-- Opening Marker --

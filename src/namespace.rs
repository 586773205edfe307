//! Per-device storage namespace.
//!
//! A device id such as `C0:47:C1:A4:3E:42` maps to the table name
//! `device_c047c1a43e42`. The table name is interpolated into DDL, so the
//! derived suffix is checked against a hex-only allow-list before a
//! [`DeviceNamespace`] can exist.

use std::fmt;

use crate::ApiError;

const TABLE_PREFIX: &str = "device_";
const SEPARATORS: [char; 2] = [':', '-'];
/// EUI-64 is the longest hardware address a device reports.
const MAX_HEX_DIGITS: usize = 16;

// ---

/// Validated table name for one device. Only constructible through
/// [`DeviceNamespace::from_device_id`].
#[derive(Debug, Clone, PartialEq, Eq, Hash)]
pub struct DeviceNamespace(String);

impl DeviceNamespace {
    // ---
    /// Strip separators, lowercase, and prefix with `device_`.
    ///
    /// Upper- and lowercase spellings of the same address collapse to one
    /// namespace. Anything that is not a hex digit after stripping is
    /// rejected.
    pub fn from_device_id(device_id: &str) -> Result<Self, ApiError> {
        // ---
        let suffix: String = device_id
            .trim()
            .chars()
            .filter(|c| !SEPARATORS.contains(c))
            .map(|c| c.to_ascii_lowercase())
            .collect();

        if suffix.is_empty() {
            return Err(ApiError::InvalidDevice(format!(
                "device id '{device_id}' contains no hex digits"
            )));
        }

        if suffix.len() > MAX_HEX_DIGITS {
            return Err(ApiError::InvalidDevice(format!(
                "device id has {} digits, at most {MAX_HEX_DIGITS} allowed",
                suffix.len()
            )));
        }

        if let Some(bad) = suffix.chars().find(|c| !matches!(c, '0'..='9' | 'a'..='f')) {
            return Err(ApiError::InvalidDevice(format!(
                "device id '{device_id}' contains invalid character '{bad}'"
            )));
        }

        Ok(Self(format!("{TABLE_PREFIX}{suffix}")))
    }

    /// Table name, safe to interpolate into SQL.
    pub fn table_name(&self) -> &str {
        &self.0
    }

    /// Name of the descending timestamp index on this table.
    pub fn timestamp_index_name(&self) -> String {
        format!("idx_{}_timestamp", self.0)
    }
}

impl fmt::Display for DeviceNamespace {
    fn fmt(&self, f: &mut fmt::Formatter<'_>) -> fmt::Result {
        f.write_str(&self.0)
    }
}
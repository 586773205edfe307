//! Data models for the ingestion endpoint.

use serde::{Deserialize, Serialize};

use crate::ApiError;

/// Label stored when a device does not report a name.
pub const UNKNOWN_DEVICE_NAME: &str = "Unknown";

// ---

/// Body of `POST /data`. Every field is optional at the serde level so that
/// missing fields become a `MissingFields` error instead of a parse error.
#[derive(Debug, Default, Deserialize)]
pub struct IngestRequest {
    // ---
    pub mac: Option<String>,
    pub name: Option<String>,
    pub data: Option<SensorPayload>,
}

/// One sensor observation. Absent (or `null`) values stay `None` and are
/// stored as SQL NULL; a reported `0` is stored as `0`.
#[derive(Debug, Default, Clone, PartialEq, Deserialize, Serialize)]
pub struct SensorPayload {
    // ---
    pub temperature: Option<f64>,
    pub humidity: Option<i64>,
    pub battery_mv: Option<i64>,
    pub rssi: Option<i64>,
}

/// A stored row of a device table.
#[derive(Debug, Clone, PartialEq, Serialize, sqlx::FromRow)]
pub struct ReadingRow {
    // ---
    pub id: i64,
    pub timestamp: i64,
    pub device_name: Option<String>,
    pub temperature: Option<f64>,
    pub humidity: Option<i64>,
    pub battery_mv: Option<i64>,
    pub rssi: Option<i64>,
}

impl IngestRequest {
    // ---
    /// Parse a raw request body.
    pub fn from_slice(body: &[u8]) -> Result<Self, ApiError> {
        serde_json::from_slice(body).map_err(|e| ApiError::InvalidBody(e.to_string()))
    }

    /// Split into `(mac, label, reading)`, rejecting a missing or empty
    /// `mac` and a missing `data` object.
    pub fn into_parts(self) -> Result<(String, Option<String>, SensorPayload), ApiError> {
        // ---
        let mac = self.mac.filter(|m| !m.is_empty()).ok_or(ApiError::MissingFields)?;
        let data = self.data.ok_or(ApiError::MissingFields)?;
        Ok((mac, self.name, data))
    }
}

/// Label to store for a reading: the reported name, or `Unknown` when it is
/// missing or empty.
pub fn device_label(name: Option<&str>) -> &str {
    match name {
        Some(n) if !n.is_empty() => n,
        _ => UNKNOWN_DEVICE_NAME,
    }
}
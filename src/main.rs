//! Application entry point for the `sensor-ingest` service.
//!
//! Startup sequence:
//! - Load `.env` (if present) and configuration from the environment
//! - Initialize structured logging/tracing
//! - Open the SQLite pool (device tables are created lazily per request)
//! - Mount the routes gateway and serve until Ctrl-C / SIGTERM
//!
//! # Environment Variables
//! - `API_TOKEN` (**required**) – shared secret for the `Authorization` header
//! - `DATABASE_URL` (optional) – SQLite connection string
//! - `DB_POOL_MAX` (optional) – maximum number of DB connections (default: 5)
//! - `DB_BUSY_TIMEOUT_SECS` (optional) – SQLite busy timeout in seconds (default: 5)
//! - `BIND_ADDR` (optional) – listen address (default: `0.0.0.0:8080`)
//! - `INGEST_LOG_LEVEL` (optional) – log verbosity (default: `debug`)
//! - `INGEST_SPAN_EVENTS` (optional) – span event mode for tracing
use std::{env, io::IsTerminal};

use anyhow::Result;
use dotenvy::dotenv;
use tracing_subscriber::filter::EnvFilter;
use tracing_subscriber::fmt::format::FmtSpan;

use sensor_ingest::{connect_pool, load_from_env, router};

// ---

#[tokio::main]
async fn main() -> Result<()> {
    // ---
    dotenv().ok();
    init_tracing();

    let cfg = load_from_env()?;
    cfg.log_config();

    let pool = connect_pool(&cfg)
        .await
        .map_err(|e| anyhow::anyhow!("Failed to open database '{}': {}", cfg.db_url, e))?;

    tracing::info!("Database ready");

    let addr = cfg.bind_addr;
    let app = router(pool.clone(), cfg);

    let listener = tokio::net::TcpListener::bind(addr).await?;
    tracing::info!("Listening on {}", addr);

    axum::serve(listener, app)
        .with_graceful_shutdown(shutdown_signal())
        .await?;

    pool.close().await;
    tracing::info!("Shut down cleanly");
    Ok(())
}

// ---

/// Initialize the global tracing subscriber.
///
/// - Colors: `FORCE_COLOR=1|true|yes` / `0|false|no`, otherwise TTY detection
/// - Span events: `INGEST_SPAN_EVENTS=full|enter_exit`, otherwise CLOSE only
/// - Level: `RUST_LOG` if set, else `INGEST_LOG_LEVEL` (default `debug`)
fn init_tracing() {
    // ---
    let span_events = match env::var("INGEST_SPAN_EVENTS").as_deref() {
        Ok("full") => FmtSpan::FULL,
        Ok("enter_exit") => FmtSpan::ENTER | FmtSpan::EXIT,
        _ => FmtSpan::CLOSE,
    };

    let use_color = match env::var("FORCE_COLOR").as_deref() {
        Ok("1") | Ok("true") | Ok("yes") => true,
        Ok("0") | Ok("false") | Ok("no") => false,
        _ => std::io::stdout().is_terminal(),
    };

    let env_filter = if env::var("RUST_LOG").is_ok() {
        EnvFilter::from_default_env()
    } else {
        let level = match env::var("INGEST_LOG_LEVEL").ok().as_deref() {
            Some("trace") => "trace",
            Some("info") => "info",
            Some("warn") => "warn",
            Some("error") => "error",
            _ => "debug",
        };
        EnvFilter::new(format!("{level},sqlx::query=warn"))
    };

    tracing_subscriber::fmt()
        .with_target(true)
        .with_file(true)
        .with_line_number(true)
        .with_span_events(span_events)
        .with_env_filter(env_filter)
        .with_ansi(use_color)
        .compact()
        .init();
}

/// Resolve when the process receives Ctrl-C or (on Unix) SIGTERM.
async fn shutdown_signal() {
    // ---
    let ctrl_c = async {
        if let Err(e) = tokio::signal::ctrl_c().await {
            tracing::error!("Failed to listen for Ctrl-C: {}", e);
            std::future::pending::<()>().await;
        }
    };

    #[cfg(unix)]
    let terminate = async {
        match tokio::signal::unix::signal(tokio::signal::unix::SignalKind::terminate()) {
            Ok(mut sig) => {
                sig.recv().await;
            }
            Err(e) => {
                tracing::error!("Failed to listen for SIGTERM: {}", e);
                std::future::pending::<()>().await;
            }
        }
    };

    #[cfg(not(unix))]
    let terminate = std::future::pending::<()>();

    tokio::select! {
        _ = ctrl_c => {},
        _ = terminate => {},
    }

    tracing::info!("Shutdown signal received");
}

-- Closing Marker --

PROBLEM TO WORK ON:
Lines from the start of the records through the one containing "a device reports." are what should be retyped, exactly and in full, both ends included.

ANSWER TO THIS TASK:
filename src/namespace.rs
repository 586773205edfe307
//! Per-device storage namespace.
//!
//! A device id such as `C0:47:C1:A4:3E:42` maps to the table name
//! `device_c047c1a43e42`. The table name is interpolated into DDL, so the
//! derived suffix is checked against a hex-only allow-list before a
//! [`DeviceNamespace`] can exist.

use std::fmt;

use crate::ApiError;

const TABLE_PREFIX: &str = "device_";
const SEPARATORS: [char; 2] = [':', '-'];
/// EUI-64 is the longest hardware address a device reports.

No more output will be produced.